> AIM OF THE EXERCISE: What is needed here is an exact reprint of every record below.

> PROVIDED RECORDS:

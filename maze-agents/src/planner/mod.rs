//! Planners decide where an agent should go next
//!
//! The worker owns one [Planner] and asks it for a new [SearchOutcome] whenever the previous path
//! is used up or stopped making sense. Single agent planners return a whole path to a goal, the
//! adversarial planner only ever returns the next cell.

use std::{fmt::Debug, sync::Arc};

use maze_minimax::GameState;
use types::{GridCoord, WalkabilityMatrix};

use crate::search::SearchOutcome;

mod single;
pub use single::{ChaserPlanner, GreedyPlanner, SearchAlgorithm, SearchOptions, SearchPlanner};

mod mst;
pub use mst::MstPlanner;

mod random;
pub use random::RandomWalker;

mod adversarial;
pub use adversarial::{AdversarialOptions, AdversarialPlanner};

/// Everything a planner gets to look at for one planning cycle
#[derive(Debug, Clone, Copy)]
pub struct PlannerView<'a> {
    #[allow(missing_docs)]
    pub walkability: &'a Arc<WalkabilityMatrix>,
    /// Goals that are still to be collected
    pub goals: &'a [GridCoord],
    /// The latest shared match state, only present in matches with enemies
    pub state: Option<&'a GameState>,
}

/// Something that can turn the current position into a path
pub trait Planner: Debug {
    /// Name used in logs
    fn name(&self) -> &'static str;

    /// Plan from `position`. `None` means there is nowhere to go and the agent should hold still
    fn plan(&mut self, position: GridCoord, view: &PlannerView) -> Option<SearchOutcome>;
}

/// A planner that can be moved onto a worker thread
pub type BoxedPlanner = Box<dyn Planner + Send>;

impl<P: Planner + ?Sized> Planner for Box<P> {
    fn name(&self) -> &'static str {
        (**self).name()
    }

    fn plan(&mut self, position: GridCoord, view: &PlannerView) -> Option<SearchOutcome> {
        (**self).plan(position, view)
    }
}

#[cfg(test)]
pub(crate) mod test_view {
    use std::sync::Arc;

    use maze_minimax::GameState;
    use types::{GridCoord, MazeFixture, WalkabilityMatrix};

    /// Walkability, start, goals and the starting state of a fixture
    pub(crate) struct Loaded {
        pub(crate) walkability: Arc<WalkabilityMatrix>,
        pub(crate) start: GridCoord,
        pub(crate) goals: Vec<GridCoord>,
        pub(crate) state: GameState,
    }

    pub(crate) fn load(json: &str) -> Loaded {
        let fixture = MazeFixture::from_json(json).unwrap();
        let walkability = Arc::new(WalkabilityMatrix::compute(&fixture.maze));
        let goals = walkability.goal_locations();
        let state = GameState::new(fixture.start, fixture.enemies.iter().copied(), goals.clone());

        Loaded {
            walkability,
            start: fixture.start,
            goals,
            state,
        }
    }

    pub(crate) fn small() -> Loaded {
        load(include_str!("../../../types/fixtures/small.json"))
    }

    pub(crate) fn slow() -> Loaded {
        load(include_str!("../../../types/fixtures/slow.json"))
    }

    pub(crate) fn arena() -> Loaded {
        load(include_str!("../../../types/fixtures/arena.json"))
    }

    pub(crate) fn filled() -> Loaded {
        load(include_str!("../../../types/fixtures/filled.json"))
    }
}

> SOLUTION TO THE PROBLEM:
filename maze-agents/src/planner/mod.rs
//! Planners decide where an agent should go next
//!
//! The worker owns one [Planner] and asks it for a new [SearchOutcome] whenever the previous path
//! is used up or stopped making sense. Single agent planners return a whole path to a goal, the
//! adversarial planner only ever returns the next cell.

use std::{fmt::Debug, sync::Arc};

use maze_minimax::GameState;
use types::{GridCoord, WalkabilityMatrix};

use crate::search::SearchOutcome;

mod single;
pub use single::{ChaserPlanner, GreedyPlanner, SearchAlgorithm, SearchOptions, SearchPlanner};

mod mst;
pub use mst::MstPlanner;

mod random;
pub use random::RandomWalker;

mod adversarial;
pub use adversarial::{AdversarialOptions, AdversarialPlanner};

/// Everything a planner gets to look at for one planning cycle
#[derive(Debug, Clone, Copy)]
pub struct PlannerView<'a> {
    #[allow(missing_docs)]
    pub walkability: &'a Arc<WalkabilityMatrix>,
    /// Goals that are still to be collected
    pub goals: &'a [GridCoord],
    /// The latest shared match state, only present in matches with enemies
    pub state: Option<&'a GameState>,
}

/// Something that can turn the current position into a path
pub trait Planner: Debug {
    /// Name used in logs
    fn name(&self) -> &'static str;

    /// Plan from `position`. `None` means there is nowhere to go and the agent should hold still
    fn plan(&mut self, position: GridCoord, view: &PlannerView) -> Option<SearchOutcome>;
}

/// A planner that can be moved onto a worker thread
pub type BoxedPlanner = Box<dyn Planner + Send>;

impl<P: Planner + ?Sized> Planner for Box<P> {
    fn name(&self) -> &'static str {
        (**self).name()
    }

    fn plan(&mut self, position: GridCoord, view: &PlannerView) -> Option<SearchOutcome> {
        (**self).plan(position, view)
    }
}

#[cfg(test)]
pub(crate) mod test_view {
    use std::sync::Arc;

    use maze_minimax::GameState;
    use types::{GridCoord, MazeFixture, WalkabilityMatrix};

    /// Walkability, start, goals and the starting state of a fixture
    pub(crate) struct Loaded {
        pub(crate) walkability: Arc<WalkabilityMatrix>,
        pub(crate) start: GridCoord,
        pub(crate) goals: Vec<GridCoord>,
        pub(crate) state: GameState,
    }

    pub(crate) fn load(json: &str) -> Loaded {
        let fixture = MazeFixture::from_json(json).unwrap();
        let walkability = Arc::new(WalkabilityMatrix::compute(&fixture.maze));
        let goals = walkability.goal_locations();
        let state = GameState::new(fixture.start, fixture.enemies.iter().copied(), goals.clone());

        Loaded {
            walkability,
            start: fixture.start,
            goals,
            state,
        }
    }

    pub(crate) fn small() -> Loaded {
        load(include_str!("../../../types/fixtures/small.json"))
    }

    pub(crate) fn slow() -> Loaded {
        load(include_str!("../../../types/fixtures/slow.json"))
    }

    pub(crate) fn arena() -> Loaded {
        load(include_str!("../../../types/fixtures/arena.json"))
    }

    pub(crate) fn filled() -> Loaded {
        load(include_str!("../../../types/fixtures/filled.json"))
    }
}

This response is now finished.